Raw natural gas is composed of several gases. The main component is methane. Other components include ethane, propane, butane, and many other combustible hydrocarbons. Raw natural gas may also contain water vapor, hydrogen sulfide, carbon dioxide, nitrogen, and helium.
During processing, many of these components may be removed. Some such as ethane, propane and butane are completely removed processed and transported by TPDC loading ships. Other components such as water vapor and carbon dioxide are removed to improve the quality of the natural gas so as to make it easier to move the gas over great distances through pipelines.
The manufacturing process:
The methods used to extract, process, transport, store, and distribute natural gas depend on the location and composition of the raw gas and the location and application of the gas by the end users . Here is the flow sheet of typical natural gas plant.
Process flow diagram of natural gas processing
With the assistance of Christmas trees in well heads the well fluids from the two offshore wells SS-7 and SS-9 and three onshore Wells SS-3,SS-10 and SS-4 injected with mixture of corrosion inhibitor and water clarifier are transported in two individual 6” and two individual 4” buried flow lines respectively to the gas plant inlet skid where they tie into their individual inlet flow control valves. The flow lines then run to the gas plant inlet metering and manifold skid where each well’s production is measured in a meter run.
The inlet manifold consists of a 10” HP production header and a 10” test header for gas stream mixing which is done purposely to allow set up of production “well sets “so that for a given production level, the best reservoir utilization, well flow composition can be selected from the available wells. The gas from test header flows into the test separator. With valves assistance provided, the inlet manifold permits any or all producing wells to be diverted to test separator.
Test separator is a three-phase separator complete with a boot. Accounting type gas (senior orifice type fittings) and liquid metering (turbine flow meter) is provided in the outlet piping from the vessel to allow for periodic well testing. The gas stream flows from the test separator to the inlet separator (V-110) gas outlet line. The hydrocarbon liquid stream is metered and dumped under level control to the condensate flash tank. Produced water separated in the boot is metered and dumped under level control to the produced water handling system.
The gas from HP production header flows into a three phase Inlet Separator for separation. Inlet separator is a three-phase (gas, condensate and water) separator complete with a boot. The vessel is sized to handle any liquid slugs from the well flow lines. A high-level dump system is provided such that in the event of a large slug the liquids are automatically dumped to the closed drain drum. Hydrocarbon liquids are separated from the gas and water behind a weir in the main vessel and are dumped under level control to the condensate flash tank. Produced water is separated in the boot and is normally dumped under level control to the produced water handling system.
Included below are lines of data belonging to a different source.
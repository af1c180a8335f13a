//! MCP stdio transport layer
//!
//! MCP uses newline-delimited JSON. stdout carries only protocol messages;
//! diagnostics belong on stderr.

use tokio::io::{AsyncBufRead, AsyncBufReadExt, AsyncWrite, AsyncWriteExt};

use crate::mcp::protocol::{error_codes, JsonRpcRequest, JsonRpcResponse};
use crate::mcp::server::McpServer;
use crate::{Error, Result};

/// Read one line from the stream. `Ok(None)` means EOF.
pub async fn read_line<R: AsyncBufRead + Unpin>(reader: &mut R) -> Result<Option<String>> {
    let mut line = String::new();
    let bytes_read = reader
        .read_line(&mut line)
        .await
        .map_err(|e| Error::Protocol(format!("Failed to read MCP message: {e}")))?;

    if bytes_read == 0 {
        return Ok(None);
    }

    Ok(Some(line))
}

/// Write a JSON-RPC response followed by a newline and flush.
pub async fn write_response<W: AsyncWrite + Unpin>(
    writer: &mut W,
    response: &JsonRpcResponse,
) -> Result<()> {
    let mut data = serde_json::to_vec(response)
        .map_err(|e| Error::Protocol(format!("Failed to serialize MCP response: {e}")))?;
    data.push(b'\n');

    writer
        .write_all(&data)
        .await
        .map_err(|e| Error::Protocol(format!("Failed to write MCP response: {e}")))?;
    writer
        .flush()
        .await
        .map_err(|e| Error::Protocol(format!("Failed to flush MCP response: {e}")))?;

    Ok(())
}

/// Serve requests until EOF.
///
/// Lines that are not valid JSON-RPC are answered with a PARSE_ERROR
/// response and the loop keeps going; only stream-level failures terminate
/// the server.
pub async fn serve<R, W>(server: &McpServer, mut reader: R, mut writer: W) -> Result<()>
where
    R: AsyncBufRead + Unpin,
    W: AsyncWrite + Unpin,
{
    while let Some(line) = read_line(&mut reader).await? {
        let trimmed = line.trim();
        if trimmed.is_empty() {
            continue;
        }

        let request: JsonRpcRequest = match serde_json::from_str(trimmed) {
            Ok(req) => req,
            Err(e) => {
                let response = JsonRpcResponse::error(
                    None,
                    error_codes::PARSE_ERROR,
                    format!("Invalid JSON-RPC request: {e}"),
                );
                write_response(&mut writer, &response).await?;
                continue;
            }
        };

        if let Some(response) = server.handle_request(request).await {
            write_response(&mut writer, &response).await?;
        }
    }

    tracing::debug!("stdin closed, shutting down");
    Ok(())
}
The gas from test and production separators is commingled and then the stream is split to enter two dew point control trains. The gas first enters the tube side of the gas-gas exchanger where it is pre-cooled by counter-current heat exchange with the outgoing dry sales gas. Lean glycol solution is sprayed onto the inlet tube sheet of each exchanger to absorb water and prevent the formation of hydrates. The gas from heat exchangers is further cooled by pressure drop across the Joule Thomson valves, upstream of cold separators. During this cooling process, hydrocarbon liquids are condensed. Cold separators are three phase Separators where gas, condensate and rich glycol are separated. The separated condensate flows under level control to the condensate stabilization unit and rich glycol flows under level control to the Glycol Regeneration units for re-concentration prior to re-injection at the gas-gas exchangers. The separated dry gas from the cold separator flows through the shell side of the gas- gas exchanger and leaves the plant as sales gas. The treated gas streams from both the dew point control trains are commingled. A portion of this gas is sent to the fuel gas system for make-up requirements and the remaining dry gas flows to the marine pipeline and onto the mainland. This fuel gas is metered, heated across Fuel Gas Heater and let down across a Pressure control valve to about 350 kPag and 30°C before entering the Low pressure fuel gas scrubber. The sales gas is metered in a metering unit (ultrasonic sales gas meter) and odorized prior to its entering the 12” marine pipeline for gas transportation.